• **Directions for this task**
Search the entries below for the word "Debug" and copy each line that has it.

• **Dataset excerpts**
========================================

//! Balancer actions
//!
//! The four commands the balancer can ask the cluster to perform.

use serde::{Deserialize, Serialize};

use crate::metadata::{NodeId, TableId, TabletId};

/// Action kind
#[derive(Debug, Clone, Copy, PartialEq, Eq, PartialOrd, Ord, Hash, Serialize, Deserialize)]
#[serde(rename_all = "snake_case")]
pub enum ActionKind {
    AddReplica,
    RemoveReplica,
    MoveReplica,
    TransferLeader,
}

impl std::fmt::Display for ActionKind {
    fn fmt(&self, f: &mut std::fmt::Formatter<'_>) -> std::fmt::Result {
        match self {
            ActionKind::AddReplica => write!(f, "ADD_REPLICA"),
            ActionKind::RemoveReplica => write!(f, "REMOVE_REPLICA"),
            ActionKind::MoveReplica => write!(f, "MOVE_REPLICA"),
            ActionKind::TransferLeader => write!(f, "TRANSFER_LEADER"),
        }
    }
}

/// Idempotency key: the receiver ignores a duplicate of an in-flight key
#[derive(Debug, Clone, PartialEq, Eq, PartialOrd, Ord, Hash, Serialize, Deserialize)]
pub struct ActionKey {
    pub tablet: TabletId,
    pub kind: ActionKind,
}

/// A corrective action on one tablet
#[derive(Debug, Clone, PartialEq, Eq, Serialize, Deserialize)]
pub struct BalancerAction {
    pub kind: ActionKind,
    pub tablet: TabletId,
    pub table: TableId,
    /// Replica removed, or current leader for transfers
    pub source: Option<NodeId>,
    /// Replica added, or new leader for transfers
    pub destination: Option<NodeId>,
}

impl BalancerAction {
    pub fn add_replica(tablet: TabletId, table: TableId, destination: NodeId) -> Self {
        Self {
            kind: ActionKind::AddReplica,
            tablet,
            table,
            source: None,
            destination: Some(destination),
        }
    }

    pub fn remove_replica(tablet: TabletId, table: TableId, source: NodeId) -> Self {
        Self {
            kind: ActionKind::RemoveReplica,
            tablet,
            table,
            source: Some(source),
            destination: None,
        }
    }

    pub fn move_replica(tablet: TabletId, table: TableId, source: NodeId, destination: NodeId) -> Self {
        Self {
            kind: ActionKind::MoveReplica,
            tablet,
            table,
            source: Some(source),
            destination: Some(destination),
        }
    }

    /// Leadership transfer; `source` is none for leaderless tablets
    pub fn transfer_leader(
        tablet: TabletId,
        table: TableId,
        source: Option<NodeId>,
        destination: NodeId,
    ) -> Self {
        Self {
            kind: ActionKind::TransferLeader,
            tablet,
            table,
            source,
            destination: Some(destination),
        }
    }

    pub fn key(&self) -> ActionKey {
        ActionKey {
            tablet: self.tablet.clone(),
            kind: self.kind,
        }
    }

    /// Whether the action copies or drops data (everything but leader transfers)
    pub fn is_data_move(&self) -> bool {
        self.kind != ActionKind::TransferLeader
    }

    /// Whether losing `node` makes this action pointless
    ///
    /// Data and leadership must not be sent to a node that is gone, and a
    /// transfer away from a dead leader has nothing left to transfer.
    pub fn depends_on(&self, node: &NodeId) -> bool {
        if self.destination.as_ref() == Some(node) {
            return true;
        }
        self.kind == ActionKind::TransferLeader && self.source.as_ref() == Some(node)
    }
}

impl std::fmt::Display for BalancerAction {
    fn fmt(&self, f: &mut std::fmt::Formatter<'_>) -> std::fmt::Result {
        write!(
            f,
            "{} tablet={} {} -> {}",
            self.kind,
            self.tablet,
            self.source.as_deref().unwrap_or("-"),
            self.destination.as_deref().unwrap_or("-")
        )
    }
}
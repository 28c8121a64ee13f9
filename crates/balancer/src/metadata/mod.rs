//! Cluster metadata definitions
//!
//! Contains core data structures such as nodes, placement paths, tables and tablets

mod placement;
mod node;
mod tablet;
mod cluster;

pub use placement::PlacementPath;
pub use node::{NodeId, NodeInfo, NodeStatus};
pub use tablet::{TableId, TableInfo, TabletId, TabletInfo};
pub use cluster::{ClusterMetadata, ClusterStats};
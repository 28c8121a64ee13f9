//! Admin API

mod http;

pub use http::HttpApi;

========================================

• **Task solution**
#[derive(Debug, Clone, Copy, PartialEq, Eq, PartialOrd, Ord, Hash, Serialize, Deserialize)]
#[derive(Debug, Clone, PartialEq, Eq, PartialOrd, Ord, Hash, Serialize, Deserialize)]
#[derive(Debug, Clone, PartialEq, Eq, Serialize, Deserialize)]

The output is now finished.